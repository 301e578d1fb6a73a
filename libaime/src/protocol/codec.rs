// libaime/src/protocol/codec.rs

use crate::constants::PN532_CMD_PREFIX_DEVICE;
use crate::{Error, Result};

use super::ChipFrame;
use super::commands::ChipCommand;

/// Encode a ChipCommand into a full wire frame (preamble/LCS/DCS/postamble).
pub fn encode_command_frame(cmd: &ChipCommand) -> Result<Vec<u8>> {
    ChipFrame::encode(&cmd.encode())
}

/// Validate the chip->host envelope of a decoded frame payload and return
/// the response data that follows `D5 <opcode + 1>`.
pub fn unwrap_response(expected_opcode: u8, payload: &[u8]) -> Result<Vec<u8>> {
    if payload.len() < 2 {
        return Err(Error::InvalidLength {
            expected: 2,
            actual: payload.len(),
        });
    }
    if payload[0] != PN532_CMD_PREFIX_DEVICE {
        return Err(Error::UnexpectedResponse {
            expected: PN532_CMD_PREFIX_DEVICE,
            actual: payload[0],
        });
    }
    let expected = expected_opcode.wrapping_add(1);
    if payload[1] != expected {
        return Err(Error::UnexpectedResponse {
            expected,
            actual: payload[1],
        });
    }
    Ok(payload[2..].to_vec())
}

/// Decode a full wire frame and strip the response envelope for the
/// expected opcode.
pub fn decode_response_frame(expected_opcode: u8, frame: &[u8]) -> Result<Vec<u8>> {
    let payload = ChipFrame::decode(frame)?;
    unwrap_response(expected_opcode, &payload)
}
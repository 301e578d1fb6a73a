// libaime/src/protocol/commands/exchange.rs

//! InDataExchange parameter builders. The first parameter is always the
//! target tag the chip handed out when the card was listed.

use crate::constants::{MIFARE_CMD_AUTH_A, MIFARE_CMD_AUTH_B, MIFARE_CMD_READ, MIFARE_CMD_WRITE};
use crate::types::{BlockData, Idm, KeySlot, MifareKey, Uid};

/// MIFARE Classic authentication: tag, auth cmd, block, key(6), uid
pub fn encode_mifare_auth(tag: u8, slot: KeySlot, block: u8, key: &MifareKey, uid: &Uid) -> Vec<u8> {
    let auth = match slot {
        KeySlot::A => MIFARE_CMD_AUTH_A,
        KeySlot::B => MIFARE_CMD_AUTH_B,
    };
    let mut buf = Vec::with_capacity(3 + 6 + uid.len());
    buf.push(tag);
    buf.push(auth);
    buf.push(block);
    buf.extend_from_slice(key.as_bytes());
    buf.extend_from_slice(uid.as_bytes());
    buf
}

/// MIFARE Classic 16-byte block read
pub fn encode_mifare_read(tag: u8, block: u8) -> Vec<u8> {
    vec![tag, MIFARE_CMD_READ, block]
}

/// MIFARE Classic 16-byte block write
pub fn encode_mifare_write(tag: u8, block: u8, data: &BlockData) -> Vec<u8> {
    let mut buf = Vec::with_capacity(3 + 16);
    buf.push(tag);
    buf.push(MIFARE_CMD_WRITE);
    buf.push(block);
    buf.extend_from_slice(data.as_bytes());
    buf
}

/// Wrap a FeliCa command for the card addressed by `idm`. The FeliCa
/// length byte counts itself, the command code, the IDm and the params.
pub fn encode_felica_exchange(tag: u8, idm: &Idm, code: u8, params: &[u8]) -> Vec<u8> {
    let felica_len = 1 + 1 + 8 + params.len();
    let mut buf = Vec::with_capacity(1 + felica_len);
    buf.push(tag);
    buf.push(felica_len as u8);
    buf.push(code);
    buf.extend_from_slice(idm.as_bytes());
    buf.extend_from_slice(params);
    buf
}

^^^^

• [Your goal]: The expected answer is an exact copy of the lines above, beginning at the line with "unwrap_response(expected_opcode, &payload)" and ending at the line with "16-byte block read", with both ends in.

• [Answer]:
    unwrap_response(expected_opcode, &payload)
}
repository 301e578d1fb6a73a
// libaime/src/protocol/commands/exchange.rs

//! InDataExchange parameter builders. The first parameter is always the
//! target tag the chip handed out when the card was listed.

use crate::constants::{MIFARE_CMD_AUTH_A, MIFARE_CMD_AUTH_B, MIFARE_CMD_READ, MIFARE_CMD_WRITE};
use crate::types::{BlockData, Idm, KeySlot, MifareKey, Uid};

/// MIFARE Classic authentication: tag, auth cmd, block, key(6), uid
pub fn encode_mifare_auth(tag: u8, slot: KeySlot, block: u8, key: &MifareKey, uid: &Uid) -> Vec<u8> {
    let auth = match slot {
        KeySlot::A => MIFARE_CMD_AUTH_A,
        KeySlot::B => MIFARE_CMD_AUTH_B,
    };
    let mut buf = Vec::with_capacity(3 + 6 + uid.len());
    buf.push(tag);
    buf.push(auth);
    buf.push(block);
    buf.extend_from_slice(key.as_bytes());
    buf.extend_from_slice(uid.as_bytes());
    buf
}

/// MIFARE Classic 16-byte block read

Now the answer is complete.